It is announced in the papers that Colonel Ingersoll, the dollar a ticket infidel, has struck it rich in a silver mine, and is now worth a million dollars. Here is another evidence of the goodness of God. Ingersoll has treated God with the greatest contempt, called Him all the names he could think of, called Him a liar, a heartless wretch, and stood on a stump and dared God to knock a chip off his shoulder, and instead of God's letting him have one below the belt and knocking seven kinds of cold victuals out of him, God gives him a pointer on a silver mine, and the infidel rakes in a cool million, and laughs in his sleeve, while thousands of poor workers in the vineyard are depending for a livelihood on collections that pan out more gun wads and brass pants buttons to the ton of ore than they do silver.
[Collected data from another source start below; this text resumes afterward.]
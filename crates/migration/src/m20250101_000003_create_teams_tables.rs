use sea_orm_migration::{prelude::*, schema::*};

use crate::{
    m20250101_000001_create_users_table::Users,
    m20250101_000002_create_projects_tables::Projects,
};

#[derive(DeriveMigrationName)]
pub struct Migration;

#[async_trait::async_trait]
impl MigrationTrait for Migration {
    async fn up(&self, manager: &SchemaManager) -> Result<(), DbErr> {
        manager
            .create_table(
                Table::create()
                    .table(Teams::Table)
                    .if_not_exists()
                    .col(pk_auto(Teams::Id))
                    .col(string(Teams::Name))
                    .col(integer_null(Teams::ProjectId))
                    .col(integer(Teams::LeaderId))
                    .col(boolean(Teams::IsLocked).default(false))
                    .col(string_len(Teams::Status, 32).default("pending"))
                    .foreign_key(
                        ForeignKey::create()
                            .name("fk_teams_project_id")
                            .from(Teams::Table, Teams::ProjectId)
                            .to(Projects::Table, Projects::Id)
                            .on_delete(ForeignKeyAction::SetNull),
                    )
                    .foreign_key(
                        ForeignKey::create()
                            .name("fk_teams_leader_id")
                            .from(Teams::Table, Teams::LeaderId)
                            .to(Users::Table, Users::Id)
                            .on_delete(ForeignKeyAction::Restrict),
                    )
                    .to_owned(),
            )
            .await?;

        manager
            .create_index(
                Index::create()
                    .if_not_exists()
                    .name("idx_teams_project_id")
                    .table(Teams::Table)
                    .col(Teams::ProjectId)
                    .to_owned(),
            )
            .await?;

        // At most one approved team per project. A partial unique index makes
        // the store itself reject the second concurrent approval; the same
        // syntax is valid on Postgres and SQLite.
        manager
            .get_connection()
            .execute_unprepared(
                "CREATE UNIQUE INDEX IF NOT EXISTS ux_teams_project_approved \
                 ON teams (project_id) WHERE status = 'approved'",
            )
            .await?;

        manager
            .create_table(
                Table::create()
                    .table(TeamMembers::Table)
                    .if_not_exists()
                    .col(pk_auto(TeamMembers::Id))
                    .col(integer(TeamMembers::TeamId))
                    .col(integer(TeamMembers::StudentId))
                    .foreign_key(
                        ForeignKey::create()
                            .name("fk_team_members_team_id")
                            .from(TeamMembers::Table, TeamMembers::TeamId)
                            .to(Teams::Table, Teams::Id)
                            .on_delete(ForeignKeyAction::Cascade),
                    )
                    .foreign_key(
                        ForeignKey::create()
                            .name("fk_team_members_student_id")
                            .from(TeamMembers::Table, TeamMembers::StudentId)
                            .to(Users::Table, Users::Id)
                            .on_delete(ForeignKeyAction::Cascade),
                    )
                    .to_owned(),
            )
            .await?;

        // Create unique constraint to prevent duplicate memberships
        manager
            .create_index(
                Index::create()
                    .if_not_exists()
                    .name("ux_team_members_team_student")
                    .table(TeamMembers::Table)
                    .col(TeamMembers::TeamId)
                    .col(TeamMembers::StudentId)
                    .unique()
                    .to_owned(),
            )
            .await?;

        manager
            .create_index(
                Index::create()
                    .if_not_exists()
                    .name("idx_team_members_student_id")
                    .table(TeamMembers::Table)
                    .col(TeamMembers::StudentId)
                    .to_owned(),
            )
            .await?;

        Ok(())
    }

    async fn down(&self, manager: &SchemaManager) -> Result<(), DbErr> {
        manager
            .drop_table(Table::drop().table(TeamMembers::Table).to_owned())
            .await?;

        manager
            .drop_table(Table::drop().table(Teams::Table).to_owned())
            .await?;

        Ok(())
    }
}

#[derive(DeriveIden)]
pub enum Teams {
    Table,
    Id,
    Name,
    ProjectId,
    LeaderId,
    IsLocked,
    Status,
}

#[derive(DeriveIden)]
pub enum TeamMembers {
    Table,
    Id,
    TeamId,
    StudentId,
}
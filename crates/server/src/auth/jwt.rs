//! # JWT Token Handling
//!
//! Validation (and, for tests and tooling, generation) of the access tokens
//! minted by the external identity issuer that shares our secret.

use std::{
    collections::HashSet,
    time::{Duration, SystemTime},
};

use error::{AppError, Result};
use jsonwebtoken::{EncodingKey, Header, Validation};
use serde::{Deserialize, Serialize};

/// JWT configuration shared with the identity issuer.
#[derive(Debug, Clone)]
pub struct JwtConfig {
    /// Base64-encoded HMAC secret
    pub secret:             String,
    /// Access-token lifetime in seconds
    pub expiration_seconds: u64,
    /// Expected token issuer
    pub issuer:             String,
}

impl Default for JwtConfig {
    fn default() -> Self {
        Self {
            secret:             std::env::var("CAPSTONE_JWT_SECRET").unwrap_or_default(),
            expiration_seconds: std::env::var("CAPSTONE_JWT_EXPIRATION_SECONDS")
                .ok()
                .and_then(|v| v.parse().ok())
                .unwrap_or(3600),
            issuer:             std::env::var("CAPSTONE_JWT_ISSUER").unwrap_or_else(|_| "capstone-identity".to_string()),
        }
    }
}

/// JWT claims structure
#[derive(Debug, Clone, Serialize, Deserialize)]
pub struct Claims {
    /// Subject (numeric user ID)
    pub sub: i32,

    /// User role (student, professor, admin)
    pub role: String,

    /// Token issuer
    pub iss: String,

    /// Expiration time (Unix timestamp)
    pub exp: u64,

    /// Issued at (Unix timestamp)
    pub iat: u64,
}

/// Creates a new access token.
///
/// The production issuer lives outside this service; this function exists for
/// integration tests and operational tooling that share the secret.
///
/// # Errors
///
/// Returns an error if token encoding fails.
pub fn create_access_token(config: &JwtConfig, user_id: i32, role: &str) -> Result<String> {
    let now = SystemTime::now()
        .duration_since(SystemTime::UNIX_EPOCH)
        .map_err(|e| AppError::unauthorized(format!("Failed to get current time: {}", e)))?;

    let issued_at = now.as_secs();
    let expiration = now + Duration::from_secs(config.expiration_seconds);

    let claims = Claims {
        sub:  user_id,
        role: role.to_string(),
        iss:  config.issuer.clone(),
        exp:  expiration.as_secs(),
        iat:  issued_at,
    };

    let token = jsonwebtoken::encode(
        &Header::default(),
        &claims,
        &EncodingKey::from_base64_secret(&config.secret)
            .map_err(|e| AppError::unauthorized(format!("Invalid JWT secret: {}", e)))?,
    )
    .map_err(|e| AppError::unauthorized(format!("Failed to encode token: {}", e)))?;

    Ok(token)
}

/// Validates a JWT token and returns the claims.
///
/// # Errors
///
/// Returns an error if token validation fails.
pub fn validate_token(config: &JwtConfig, token: &str) -> Result<Claims> {
    let decoding_key = jsonwebtoken::DecodingKey::from_base64_secret(&config.secret)
        .map_err(|e| AppError::unauthorized(format!("Invalid JWT secret: {}", e)))?;

    let mut validation = Validation::default();
    let mut iss_set = HashSet::new();
    iss_set.insert(config.issuer.clone());
    validation.iss = Some(iss_set);
    validation.validate_exp = true;

    let claims = jsonwebtoken::decode(token, &decoding_key, &validation)
        .map_err(|e| AppError::unauthorized(format!("Token validation failed: {}", e)))?;

    Ok(claims.claims)
}

/// Extracts the Bearer token from the Authorization header.
///
/// # Returns
///
/// The token string if present, or None if missing/invalid.
pub fn extract_bearer_token(auth_header: &str) -> Option<String> {
    if !auth_header.starts_with("Bearer ") {
        return None;
    }

    let token = auth_header.trim_start_matches("Bearer ").trim();

    if token.is_empty() {
        return None;
    }

    Some(token.to_string())
}

#[cfg(test)]
mod tests {
    use base64::Engine;

    use super::*;

    fn test_config() -> JwtConfig {
        let secret = "test-secret-key-that-is-at-least-32-bytes-long";
        JwtConfig {
            secret:             base64::engine::general_purpose::STANDARD.encode(secret),
            expiration_seconds: 3600,
            issuer:             "test-issuer".to_string(),
        }
    }

    #[test]
    fn test_create_and_validate_token() {
        let config = test_config();
        let token = create_access_token(&config, 42, "student").unwrap();
        let claims = validate_token(&config, &token).unwrap();

        assert_eq!(claims.sub, 42);
        assert_eq!(claims.role, "student");
        assert_eq!(claims.iss, "test-issuer");
    }

    #[test]
    fn test_validate_rejects_wrong_issuer() {
        let config = test_config();
        let token = create_access_token(&config, 1, "professor").unwrap();

        let mut other = config.clone();
        other.issuer = "someone-else".to_string();
        assert!(validate_token(&other, &token).is_err());
    }

    #[test]
    fn test_validate_rejects_tampered_token() {
        let config = test_config();
        let token = create_access_token(&config, 1, "student").unwrap();
        let tampered = format!("{}x", token);
        assert!(validate_token(&config, &tampered).is_err());
    }

    #[test]
    fn test_extract_bearer_token() {
        assert_eq!(
            extract_bearer_token("Bearer abc123"),
            Some("abc123".to_string())
        );
        assert_eq!(extract_bearer_token("Basic abc123"), None);
        assert_eq!(extract_bearer_token("Bearer "), None);
        assert_eq!(extract_bearer_token(""), None);
    }
}
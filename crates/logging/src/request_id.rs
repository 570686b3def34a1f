//! # Request ID Tracking
//!
//! Utilities for generating and propagating request IDs across the
//! application. IDs are UUIDv4, rendered without hyphens so they stay
//! URL-safe and compact in log output.

/// A request correlation ID.
#[derive(Debug, Clone, PartialEq, Eq, PartialOrd, Ord, Hash)]
pub struct RequestId(String);

impl RequestId {
    /// Generate a new random request ID.
    #[inline]
    pub fn new() -> Self { Self(uuid::Uuid::new_v4().simple().to_string()) }

    /// Get the request ID as a string.
    #[inline]
    pub fn as_str(&self) -> &str { &self.0 }

    /// Consume and return the inner string.
    #[inline]
    pub fn into_string(self) -> String { self.0 }

    /// Parse a request ID from an incoming header value.
    ///
    /// Accepts alphanumeric ids (plus `-`/`_`) of at least 16 characters;
    /// anything else is discarded so callers fall back to a fresh ID.
    pub fn try_from_header(value: &str) -> Option<Self> {
        let value = value.trim();
        if value.len() >= 16
            && value.len() <= 64
            && value
                .chars()
                .all(|c| c.is_alphanumeric() || c == '-' || c == '_')
        {
            Some(Self(value.to_string()))
        }
        else {
            None
        }
    }
}

impl Default for RequestId {
    #[inline]
    fn default() -> Self { Self::new() }
}

impl std::fmt::Display for RequestId {
    fn fmt(&self, f: &mut std::fmt::Formatter<'_>) -> std::fmt::Result { write!(f, "{}", self.0) }
}

#[cfg(test)]
mod tests {
    use super::*;

    #[test]
    fn test_request_id_is_unique() {
        let a = RequestId::new();
        let b = RequestId::new();
        assert_ne!(a, b);
    }

    #[test]
    fn test_request_id_display() {
        let id = RequestId::new();
        assert_eq!(format!("{}", id), id.as_str());
    }

    #[test]
    fn test_try_from_header_valid() {
        let value = "a3f9c2d08b4e4f6a9c1d2e3f4a5b6c7d";
        let id = RequestId::try_from_header(value).unwrap();
        assert_eq!(id.as_str(), value);
    }

    #[test]
    fn test_try_from_header_rejects_garbage() {
        assert!(RequestId::try_from_header("short").is_none());
        assert!(RequestId::try_from_header("has spaces in the middle!").is_none());
    }
}
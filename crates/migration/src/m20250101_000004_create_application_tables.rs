use sea_orm_migration::{prelude::*, schema::*};

use crate::{
    m20250101_000001_create_users_table::Users,
    m20250101_000002_create_projects_tables::Projects,
    m20250101_000003_create_teams_tables::Teams,
};

#[derive(DeriveMigrationName)]
pub struct Migration;

#[async_trait::async_trait]
impl MigrationTrait for Migration {
    async fn up(&self, manager: &SchemaManager) -> Result<(), DbErr> {
        manager
            .create_table(
                Table::create()
                    .table(TeamApplications::Table)
                    .if_not_exists()
                    .col(pk_auto(TeamApplications::Id))
                    .col(integer(TeamApplications::ProjectId))
                    .col(integer(TeamApplications::TeamId))
                    .col(string_len(TeamApplications::Status, 32).default("pending"))
                    .col(text_null(TeamApplications::Motivation))
                    .col(
                        timestamp_with_time_zone(TeamApplications::CreatedAt)
                            .default(Expr::current_timestamp()),
                    )
                    .foreign_key(
                        ForeignKey::create()
                            .name("fk_team_applications_project_id")
                            .from(TeamApplications::Table, TeamApplications::ProjectId)
                            .to(Projects::Table, Projects::Id)
                            .on_delete(ForeignKeyAction::Cascade),
                    )
                    .foreign_key(
                        ForeignKey::create()
                            .name("fk_team_applications_team_id")
                            .from(TeamApplications::Table, TeamApplications::TeamId)
                            .to(Teams::Table, Teams::Id)
                            .on_delete(ForeignKeyAction::Cascade),
                    )
                    .to_owned(),
            )
            .await?;

        // One application per (project, team) pair
        manager
            .create_index(
                Index::create()
                    .if_not_exists()
                    .name("ux_team_applications_project_team")
                    .table(TeamApplications::Table)
                    .col(TeamApplications::ProjectId)
                    .col(TeamApplications::TeamId)
                    .unique()
                    .to_owned(),
            )
            .await?;

        manager
            .create_table(
                Table::create()
                    .table(StudentTeamApplications::Table)
                    .if_not_exists()
                    .col(pk_auto(StudentTeamApplications::Id))
                    .col(integer(StudentTeamApplications::TeamId))
                    .col(integer(StudentTeamApplications::StudentId))
                    .col(string_len(StudentTeamApplications::Status, 32).default("pending"))
                    .col(text_null(StudentTeamApplications::Message))
                    .col(
                        timestamp_with_time_zone(StudentTeamApplications::CreatedAt)
                            .default(Expr::current_timestamp()),
                    )
                    .foreign_key(
                        ForeignKey::create()
                            .name("fk_student_team_applications_team_id")
                            .from(
                                StudentTeamApplications::Table,
                                StudentTeamApplications::TeamId,
                            )
                            .to(Teams::Table, Teams::Id)
                            .on_delete(ForeignKeyAction::Cascade),
                    )
                    .foreign_key(
                        ForeignKey::create()
                            .name("fk_student_team_applications_student_id")
                            .from(
                                StudentTeamApplications::Table,
                                StudentTeamApplications::StudentId,
                            )
                            .to(Users::Table, Users::Id)
                            .on_delete(ForeignKeyAction::Cascade),
                    )
                    .to_owned(),
            )
            .await?;

        // A student may re-apply after a rejection, but never hold two open
        // requests for the same team.
        manager
            .get_connection()
            .execute_unprepared(
                "CREATE UNIQUE INDEX IF NOT EXISTS ux_join_requests_open \
                 ON student_team_applications (team_id, student_id) \
                 WHERE status <> 'rejected'",
            )
            .await?;

        manager
            .create_index(
                Index::create()
                    .if_not_exists()
                    .name("idx_student_team_applications_student_id")
                    .table(StudentTeamApplications::Table)
                    .col(StudentTeamApplications::StudentId)
                    .to_owned(),
            )
            .await?;

        Ok(())
    }

    async fn down(&self, manager: &SchemaManager) -> Result<(), DbErr> {
        manager
            .drop_table(
                Table::drop()
                    .table(StudentTeamApplications::Table)
                    .to_owned(),
            )
            .await?;

        manager
            .drop_table(Table::drop().table(TeamApplications::Table).to_owned())
            .await?;

        Ok(())
    }
}

#[derive(DeriveIden)]
pub enum TeamApplications {
    Table,
    Id,
    ProjectId,
    TeamId,
    Status,
    Motivation,
    CreatedAt,
}

#[derive(DeriveIden)]
pub enum StudentTeamApplications {
    Table,
    Id,
    TeamId,
    StudentId,
    Status,
    Message,
    CreatedAt,
}
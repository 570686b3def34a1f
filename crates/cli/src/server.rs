//! # CLI Server
//!
//! Server startup and lifecycle for the Capstone CLI. The process entry
//! point owns the persistence handle: it connects, migrates, builds the
//! application state and hands it to the router.

use std::net::SocketAddr;

use anyhow::anyhow;
use error::Result;
use migration::{Migrator, MigratorTrait as _};
use server::{auth::jwt::JwtConfig, router::create_app_router, storage::ContentStore, AppState};
use tokio::net::TcpListener;
use tracing::info;

use crate::{
    commands::ServeArgs,
    config::{parse_socket_addr, resolve_database_url, DatabaseConfig},
};

/// Starts the API server
///
/// # Arguments
///
/// * `config` - Database configuration
/// * `args` - Serve command arguments
///
/// # Returns
///
/// A `Result` indicating success or failure.
pub async fn serve(config: &DatabaseConfig, args: &ServeArgs) -> Result<()> {
    info!(target: "serve", "Starting API server...");

    let database_url = resolve_database_url(config);

    info!(target: "serve", "Connecting to database...");
    let db = migration::connect_to_database(&database_url)
        .await
        .map_err(|e| anyhow!("Failed to connect to database: {}", e))?;

    // Run migrations automatically on startup
    info!(target: "serve", "Running database migrations...");
    Migrator::up(&db, None)
        .await
        .map_err(|e| anyhow!("Failed to run database migrations: {}", e))?;
    info!(target: "serve", "Database migrations completed successfully");

    let state = AppState {
        db,
        jwt_config: JwtConfig::default(),
        storage: ContentStore::new(&args.upload_dir),
    };

    let app = create_app_router(state);

    let address = parse_socket_addr(&args.host, args.port)
        .map_err(|e| anyhow!("Invalid address {}:{}: {}", args.host, args.port, e))?;

    serve_http(&app, &address).await
}

/// Serves the application over HTTP with graceful shutdown
async fn serve_http(app: &axum::Router, address: &SocketAddr) -> Result<()> {
    let listener = TcpListener::bind(address)
        .await
        .map_err(|e| anyhow!("Failed to bind to {}: {}", address, e))?;

    info!(target: "serve", %address, "Starting HTTP server...");

    Ok(axum::serve(listener, app.clone())
        .with_graceful_shutdown(shutdown_signal())
        .await
        .map_err(|e| anyhow!("HTTP server error: {}", e))?)
}

/// Resolves when the process receives SIGINT or SIGTERM.
async fn shutdown_signal() {
    let ctrl_c = async {
        tokio::signal::ctrl_c()
            .await
            .expect("Failed to install Ctrl+C handler");
    };

    #[cfg(unix)]
    let terminate = async {
        tokio::signal::unix::signal(tokio::signal::unix::SignalKind::terminate())
            .expect("Failed to install SIGTERM handler")
            .recv()
            .await;
    };

    #[cfg(not(unix))]
    let terminate = std::future::pending::<()>();

    tokio::select! {
        _ = ctrl_c => {},
        _ = terminate => {},
    }

    info!(target: "serve", "Shutdown signal received");
}
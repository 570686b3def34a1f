//! # Migrate Command
//!
//! Runs database migrations up or rolls the last one back.

use error::Result;
use migration::{Migrator, MigratorTrait as _};
use tracing::info;

use crate::{commands::MigrateArgs, config};

/// Run the migrate command.
pub async fn run(args: &MigrateArgs) -> Result<()> {
    let db_config = config::DatabaseConfig::from_env()
        .map_err(|e| anyhow::anyhow!("Invalid database configuration: {}", e))?;
    let database_url = config::resolve_database_url(&db_config);

    info!(target: "migrate", rollback = %args.rollback, "Connecting to database...");
    let db = migration::connect_to_database(&database_url)
        .await
        .map_err(|e| anyhow::anyhow!("Failed to connect to database: {}", e))?;

    if args.rollback {
        info!(target: "migrate", "Rolling back the last migration...");
        Migrator::down(&db, None)
            .await
            .map_err(|e| anyhow::anyhow!("Rollback failed: {}", e))?;
        info!(target: "migrate", "Rollback completed successfully");
        return Ok(());
    }

    Migrator::up(&db, None)
        .await
        .map_err(|e| anyhow::anyhow!("Migration failed: {}", e))?;

    info!(target: "migrate", "Migrations completed successfully");
    Ok(())
}
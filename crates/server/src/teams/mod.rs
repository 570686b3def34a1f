//! # Team Registry
//!
//! Team creation and membership. A team holds one to four members, the
//! leader always among them; membership mutations re-validate the capacity
//! invariant inside the transaction that writes, so concurrent joins cannot
//! push a team past the cap.

pub mod join_requests;

use entity::{
    sea_orm_active_enums::{TeamStatus, UserRole},
    team_members::{Column as MemberColumn, Entity as TeamMembers},
    teams::{Column as TeamColumn, Entity as Teams, MAX_TEAM_SIZE},
    users::{Column as UserColumn, Entity as Users},
};
use error::{AppError, Result};
use sea_orm::{
    ActiveModelTrait,
    ColumnTrait,
    ConnectionTrait,
    EntityTrait,
    PaginatorTrait,
    QueryFilter,
    Set,
    TransactionTrait,
};
use axum::Json;
use tracing::info;
use validator::Validate;

use crate::{
    dto::teams::{
        AddMemberRequest,
        CreateTeamRequest,
        TeamDetailResponse,
        TeamListResponse,
        TeamMemberInfo,
        TeamResponse,
    },
    users::display_or_unknown,
    AppState,
    middleware::auth::Principal,
};

/// Check whether a principal may act for a team (its leader, or an admin).
pub fn can_manage_team(principal: &Principal, team: &entity::teams::Model) -> bool {
    principal.is_admin() || team.leader_id == principal.id
}

/// Compute the founding roster of a new team: the leader plus the requested
/// members, leader included implicitly.
///
/// Fails `DuplicateMember` on repeated member IDs and `CapacityExceeded`
/// when the roster would exceed the team cap.
fn founding_roster(leader_id: i32, member_ids: &[i32]) -> Result<Vec<i32>> {
    let mut roster = vec![leader_id];
    for &id in member_ids {
        if id == leader_id {
            // The leader is a member whether or not they are listed
            continue;
        }
        if roster.contains(&id) {
            return Err(AppError::duplicate_member(format!(
                "Student {} is listed more than once",
                id
            )));
        }
        roster.push(id);
    }

    if roster.len() as u64 > MAX_TEAM_SIZE {
        return Err(AppError::capacity_exceeded(format!(
            "A team cannot have more than {} members",
            MAX_TEAM_SIZE
        )));
    }

    Ok(roster)
}

/// Number of members currently on a team.
pub async fn member_count<C: ConnectionTrait>(conn: &C, team_id: i32) -> Result<u64> {
    Ok(TeamMembers::find()
        .filter(MemberColumn::TeamId.eq(team_id))
        .count(conn)
        .await?)
}

/// Whether a student is a member of a team.
pub async fn is_member<C: ConnectionTrait>(conn: &C, team_id: i32, student_id: i32) -> Result<bool> {
    Ok(TeamMembers::find()
        .filter(MemberColumn::TeamId.eq(team_id))
        .filter(MemberColumn::StudentId.eq(student_id))
        .one(conn)
        .await?
        .is_some())
}

/// Create a new team
///
/// The acting student becomes the leader and first member.
pub async fn create_team_handler(
    state: &AppState,
    principal: Principal,
    req: CreateTeamRequest,
) -> Result<Json<TeamDetailResponse>> {
    principal.require_student()?;
    req.validate()?;

    let roster = founding_roster(principal.id, &req.member_ids)?;

    // Every founding member must be a registered student
    for &student_id in &roster {
        let user = Users::find_by_id(student_id)
            .one(&state.db)
            .await?
            .ok_or_else(|| AppError::not_found(format!("Student {} not found", student_id)))?;
        if user.role != UserRole::Student {
            return Err(AppError::validation(format!(
                "User {} is not a student",
                student_id
            )));
        }
    }

    let txn = state.db.begin().await?;

    let team = entity::teams::ActiveModel {
        name: Set(req.name.clone()),
        project_id: Set(None),
        leader_id: Set(principal.id),
        is_locked: Set(false),
        status: Set(TeamStatus::Pending),
        ..Default::default()
    }
    .insert(&txn)
    .await?;

    for &student_id in &roster {
        entity::team_members::ActiveModel {
            team_id: Set(team.id),
            student_id: Set(student_id),
            ..Default::default()
        }
        .insert(&txn)
        .await?;
    }

    txn.commit().await?;

    info!(team_id = %team.id, leader_id = %principal.id, members = roster.len(), "Team created");

    team_detail_response(&state.db, team).await.map(Json)
}

/// Add a member to a team
///
/// Leader-only. The member count is re-checked inside the transaction that
/// inserts the membership edge.
pub async fn add_member_handler(
    state: &AppState,
    principal: Principal,
    team_id: i32,
    req: AddMemberRequest,
) -> Result<Json<TeamDetailResponse>> {
    req.validate()?;

    let team = Teams::find_by_id(team_id)
        .one(&state.db)
        .await?
        .ok_or_else(|| AppError::not_found("Team not found"))?;

    if !can_manage_team(&principal, &team) {
        return Err(AppError::not_leader("Only the team leader can add members"));
    }

    if team.is_locked {
        return Err(AppError::team_locked("Team is locked"));
    }

    let user = Users::find_by_id(req.student_id)
        .one(&state.db)
        .await?
        .ok_or_else(|| AppError::not_found("Student not found"))?;
    if user.role != UserRole::Student {
        return Err(AppError::validation("Only students can join teams"));
    }

    let txn = state.db.begin().await?;

    if is_member(&txn, team_id, req.student_id).await? {
        txn.rollback().await?;
        return Err(AppError::already_member("Student is already a member of this team"));
    }

    if member_count(&txn, team_id).await? >= MAX_TEAM_SIZE {
        txn.rollback().await?;
        return Err(AppError::team_full("Team is already full"));
    }

    entity::team_members::ActiveModel {
        team_id: Set(team_id),
        student_id: Set(req.student_id),
        ..Default::default()
    }
    .insert(&txn)
    .await?;

    txn.commit().await?;

    info!(team_id = %team_id, student_id = %req.student_id, actor_id = %principal.id, "Team member added");

    team_detail_response(&state.db, team).await.map(Json)
}

/// List all teams
pub async fn list_teams_handler(state: &AppState, _principal: Principal) -> Result<Json<TeamListResponse>> {
    let teams = Teams::find().all(&state.db).await?;

    let mut responses = Vec::with_capacity(teams.len());
    for team in teams {
        responses.push(team_response(&state.db, &team).await?);
    }

    Ok(Json(TeamListResponse {
        success: true,
        teams:   responses,
    }))
}

/// Get a single team with resolved members
pub async fn get_team_handler(
    state: &AppState,
    _principal: Principal,
    team_id: i32,
) -> Result<Json<TeamDetailResponse>> {
    let team = Teams::find_by_id(team_id)
        .one(&state.db)
        .await?
        .ok_or_else(|| AppError::not_found("Team not found"))?;

    team_detail_response(&state.db, team).await.map(Json)
}

/// List the teams the acting student belongs to
pub async fn my_teams_handler(state: &AppState, principal: Principal) -> Result<Json<TeamListResponse>> {
    principal.require_student()?;

    let memberships = TeamMembers::find()
        .filter(MemberColumn::StudentId.eq(principal.id))
        .all(&state.db)
        .await?;

    let team_ids: Vec<i32> = memberships.iter().map(|m| m.team_id).collect();
    let teams = Teams::find()
        .filter(TeamColumn::Id.is_in(team_ids))
        .all(&state.db)
        .await?;

    let mut responses = Vec::with_capacity(teams.len());
    for team in teams {
        responses.push(team_response(&state.db, &team).await?);
    }

    Ok(Json(TeamListResponse {
        success: true,
        teams:   responses,
    }))
}

/// Build the summary response for a team.
pub(crate) async fn team_response<C: ConnectionTrait>(
    conn: &C,
    team: &entity::teams::Model,
) -> Result<TeamResponse> {
    let count = member_count(conn, team.id).await?;

    let leader = Users::find_by_id(team.leader_id).one(conn).await?;

    let mut project_titles = Vec::new();
    if let Some(project_id) = team.project_id {
        if let Some(project) = entity::projects::Entity::find_by_id(project_id)
            .one(conn)
            .await?
        {
            project_titles.push(project.title);
        }
    }

    Ok(TeamResponse {
        id: team.id,
        name: team.name.clone(),
        member_count: count,
        max_members: MAX_TEAM_SIZE,
        project_titles,
        is_open: count < MAX_TEAM_SIZE && !team.is_locked,
        leader_id: team.leader_id,
        leader_name: display_or_unknown(leader.as_ref()),
        status: team.status.to_string(),
    })
}

/// Build the detailed response for a team, members resolved.
pub(crate) async fn team_detail_response<C: ConnectionTrait>(
    conn: &C,
    team: entity::teams::Model,
) -> Result<TeamDetailResponse> {
    let members = TeamMembers::find()
        .filter(MemberColumn::TeamId.eq(team.id))
        .find_also_related(Users)
        .all(conn)
        .await?;

    let member_infos: Vec<TeamMemberInfo> = members
        .into_iter()
        .map(|(member, user)| {
            let (name, email, year) = match user {
                Some(u) => (u.full_name, u.email, u.year),
                None => ("Unknown".to_string(), "unknown".to_string(), None),
            };
            TeamMemberInfo {
                id: member.student_id,
                name,
                email,
                year,
                is_leader: member.student_id == team.leader_id,
            }
        })
        .collect();

    let summary = team_response(conn, &team).await?;

    Ok(TeamDetailResponse {
        team:    summary,
        members: member_infos,
    })
}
This may be all right, and we hope it is, and we don't want to give any advice on anybody else's business, but it would please Christians a good deal better to see that bold man taken by the slack of the pants and lifted into a poor house, while the silver he has had fall to him was distributed among the charitable societies, mission schools and churches, so a minister could get his salary and buy a new pair of trousers to replace those that he has worn the knees out of kneeling down on the rough floor to pray.

It is mighty poor consolation to the ladies of a church society, to give sociables, ice creameries, strawberry festivals and all kinds of things to raise money to buy a carpet for a church or lecture room, and wash their own dishes, and then hear that some infidel who is around the country calling God a pirate and a horse thief, at a dollar a head, to full houses, has miraculously struck a million dollar silver mine.

To the toiling minister who prays without ceasing, and eats codfish and buys clothes at a second hand store, it looks pretty rough to see Bob Inger-soll steered onto a million dollar silver mine. But it may be all right, and we presume it is. Maybe God has got the hook in Bob's mouth, and is letting him play around the way a fisherman does a black bass, and when he thinks he is running the whole business, and flops around and scares the other fish, it is possible Bob may be reeled in, and he will find himself on the bottom of the boat with a finger and thumb in his gills and a big boot on his paunch, and he will be compelled to disgorge the hook and the bait and all, and he will lay there and try to flop out of the boat, and wonder what kind of a game this is that is being played on him.

Everything turns out right some time, and from what we have heard of God, off and on, we don't believe He is going to let no ordinary man, bald headed and apoplectic, carry off all the persimmons, and put his fingers to his nose and dare the ruler of the universe to tread on the tail of his coat.

Bob Ingersoll has got the bulge on all the Christians now, and draws more water than anybody, but He who notes the sparrow's fall has no doubt got an eye on the fat rascal, and some day will close two or three fingers around Bob's throat, when his eyes will stick out so you can hang your hat on them, and he will blat like a calf and get down on his knees and say:

"Please, Mr. God, don't choke so, and I will give it all back and go around and tell the boys that I am the almightiest liar that ever charged a dollar a head to listen to the escaping wind from a blown up bladder. O, good God, don't hurt so. My neck is all chafed."

And then he will die, and God will continue business at the old stand.